Can Britain ever rejoin the EU?

First, Remainers must understand what a future UK membership would actually entail.

By Wolfgang Münchau

There is an old joke among economists that has recently re-entered their discussions: there are at most five people in the world who understand money. Let me borrow this observation. There are at most five people in the UK who understand the European Union. I mean really understand the EU, and not just the rose-tinted or resentful caricatures of the EU that swirl around in the heads of Remainers and Brexiteers.

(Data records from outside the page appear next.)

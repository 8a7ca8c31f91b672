/*
 * ethernity: durable paper backups of arbitrary files
 * Copyright (C) 2026 Ethernity contributors
 *
 * This program is free software: you can redistribute it and/or modify
 * it under the terms of the GNU General Public License as published by
 * the Free Software Foundation, either version 3 of the License, or
 * (at your option) any later version.
 *
 * This program is distributed in the hope that it will be useful,
 * but WITHOUT ANY WARRANTY; without even the implied warranty of
 * MERCHANTABILITY or FITNESS FOR A PARTICULAR PURPOSE.  See the
 * GNU General Public License for more details.
 *
 * You should have received a copy of the GNU General Public License
 * along with this program.  If not, see <https://www.gnu.org/licenses/>.
 */

use std::ops::{Add, Div, Mul, Sub};
use std::sync::OnceLock;

use rand::{CryptoRng, RngCore};

/// A field element of `GF(2^8)`, with characteristic polynomial
/// `x^8 + x^4 + x^3 + x + 1` (the AES polynomial, `0x11b`).
///
/// Unlike `paperback`'s `GF(2^32)` field (which operates on the secret as a
/// stream of 32-bit words), shares here are built one byte at a time: every
/// byte of the (zero-padded) secret gets its own degree-`t-1` polynomial.
// NOTE: PartialEq is not timing-safe.
#[derive(Copy, Clone, Debug, Hash, PartialEq, Eq)]
pub struct GfElem(u8);

type Tables = ([u8; 256], [u8; 256]);

static TABLES: OnceLock<Tables> = OnceLock::new();

fn tables() -> &'static Tables {
    TABLES.get_or_init(|| {
        // Generator 0x03 is primitive for this polynomial; the classic
        // choice used by AES-GF(2^8)-based secret sharing schemes.
        let mut exp = [0u8; 256];
        let mut log = [0u8; 256];
        let mut x: u16 = 1;
        for i in 0..255usize {
            exp[i] = x as u8;
            log[x as usize] = i as u8;
            x <<= 1;
            if x & 0x100 != 0 {
                x ^= 0x11b;
            }
        }
        // exp[255] aliases exp[0], which keeps exp[a+b mod 255] lookups
        // simple when a+b lands exactly on 255.
        exp[255] = exp[0];
        (exp, log)
    })
}

impl GfElem {
    pub const ZERO: GfElem = GfElem(0);
    pub const ONE: GfElem = GfElem(1);

    pub fn from_u8(v: u8) -> Self {
        Self(v)
    }

    pub fn to_u8(self) -> u8 {
        self.0
    }

    pub fn new_rand<R: CryptoRng + RngCore + ?Sized>(r: &mut R) -> Self {
        Self(r.next_u32() as u8)
    }

    pub fn is_zero(self) -> bool {
        self.0 == 0
    }

    /// Multiplicative inverse. Panics on zero; callers must never invert a
    /// zero share index.
    pub fn inverse(self) -> Self {
        assert!(!self.is_zero(), "cannot invert zero in GF(2^8)");
        let (exp, log) = tables();
        let l = log[self.0 as usize] as usize;
        Self(exp[(255 - l) % 255])
    }
}

impl Add for GfElem {
    type Output = Self;
    fn add(self, rhs: Self) -> Self {
        Self(self.0 ^ rhs.0)
    }
}

// Subtraction is identical to addition in characteristic 2.
impl Sub for GfElem {
    type Output = Self;
    fn sub(self, rhs: Self) -> Self {
        self + rhs
    }
}

impl Mul for GfElem {
    type Output = Self;
    fn mul(self, rhs: Self) -> Self {
        if self.is_zero() || rhs.is_zero() {
            return Self::ZERO;
        }
        let (exp, log) = tables();
        let sum = log[self.0 as usize] as usize + log[rhs.0 as usize] as usize;
        Self(exp[sum % 255])
    }
}

impl Div for GfElem {
    type Output = Self;
    fn div(self, rhs: Self) -> Self {
        self * rhs.inverse()
    }
}

/// Evaluates a polynomial (lowest-degree coefficient first) at `x`.
pub fn eval_poly(coeffs: &[GfElem], x: GfElem) -> GfElem {
    // Horner's method, highest-degree coefficient first.
    let mut result = GfElem::ZERO;
    for &c in coeffs.iter().rev() {
        result = result * x + c;
    }
    result
}

/// Lagrange-interpolates `f(0)` given `(x, f(x))` sample points. All `x`
/// values must be distinct and non-zero; the caller is responsible for that
/// (duplicate or zero indices are a sharding-layer integrity violation, not a
/// field-arithmetic one).
pub fn interpolate_zero(points: &[(GfElem, GfElem)]) -> GfElem {
    let mut result = GfElem::ZERO;
    for (i, &(xi, yi)) in points.iter().enumerate() {
        let mut num = GfElem::ONE;
        let mut den = GfElem::ONE;
        for (j, &(xj, _)) in points.iter().enumerate() {
            if i == j {
                continue;
            }
            num = num * xj;
            den = den * (xi + xj);
        }
        result = result + yi * (num / den);
    }
    result
}

#[cfg(test)]
impl quickcheck::Arbitrary for GfElem {
    fn arbitrary(g: &mut quickcheck::Gen) -> Self {
        Self(u8::arbitrary(g))
    }
}

#[cfg(test)]
mod test {
    use super::*;

    #[test]
    fn add_is_self_inverse() {
        let a = GfElem::from_u8(200);
        let b = GfElem::from_u8(37);
        assert_eq!((a + b) + b, a);
    }

    #[test]
    fn mul_inverse_roundtrip() {
        for v in 1..=255u8 {
            let a = GfElem::from_u8(v);
            assert_eq!(a * a.inverse(), GfElem::ONE);
        }
    }

    #[quickcheck]
    fn mul_div_roundtrip(a: GfElem, b: GfElem) -> bool {
        if b.is_zero() {
            return true;
        }
        (a * b) / b == a
    }

    #[test]
    fn eval_poly_constant_term() {
        let coeffs = [GfElem::from_u8(42), GfElem::from_u8(7)];
        assert_eq!(eval_poly(&coeffs, GfElem::ZERO), GfElem::from_u8(42));
    }

    #[test]
    fn interpolate_recovers_constant() {
        let secret = GfElem::from_u8(99);
        let coeffs = [secret, GfElem::from_u8(11), GfElem::from_u8(201)];
        let points: Vec<_> = (1..=3u8)
            .map(|x| {
                let x = GfElem::from_u8(x);
                (x, eval_poly(&coeffs, x))
            })
            .collect();
        assert_eq!(interpolate_zero(&points), secret);
    }
}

The current polls are telling us that approximately 60 per cent of the British population think that Brexit was a mistake. What this makes clear is that the UK as a whole needs to confront the reasons for this. I think it is because Britain’s government and financial institutions lack an economic model for its post-Brexit existence. But whatever your views, be careful not to draw false converse conclusions. If 60 per cent of British people think that Brexit was a mistake, it does not follow that 60 per cent want to rejoin the EU. 

[See also: Is the EU plan to counter US green subsidies “Marx on steroids”?]

I’m hearing the first rumblings of a pro-EU campaign. My advice to Team EU – those in the UK who want Britain to one day rejoin the EU – would be this: use this time wisely. Do not pick up where you left off in 2019. In particular, do not think about the deal you can get, or even frame it in terms of a transactional relationship. Instead, think about what you want the EU to do, and how you want the UK to contribute. That didn’t happen last time, during the referendum campaign in 2016.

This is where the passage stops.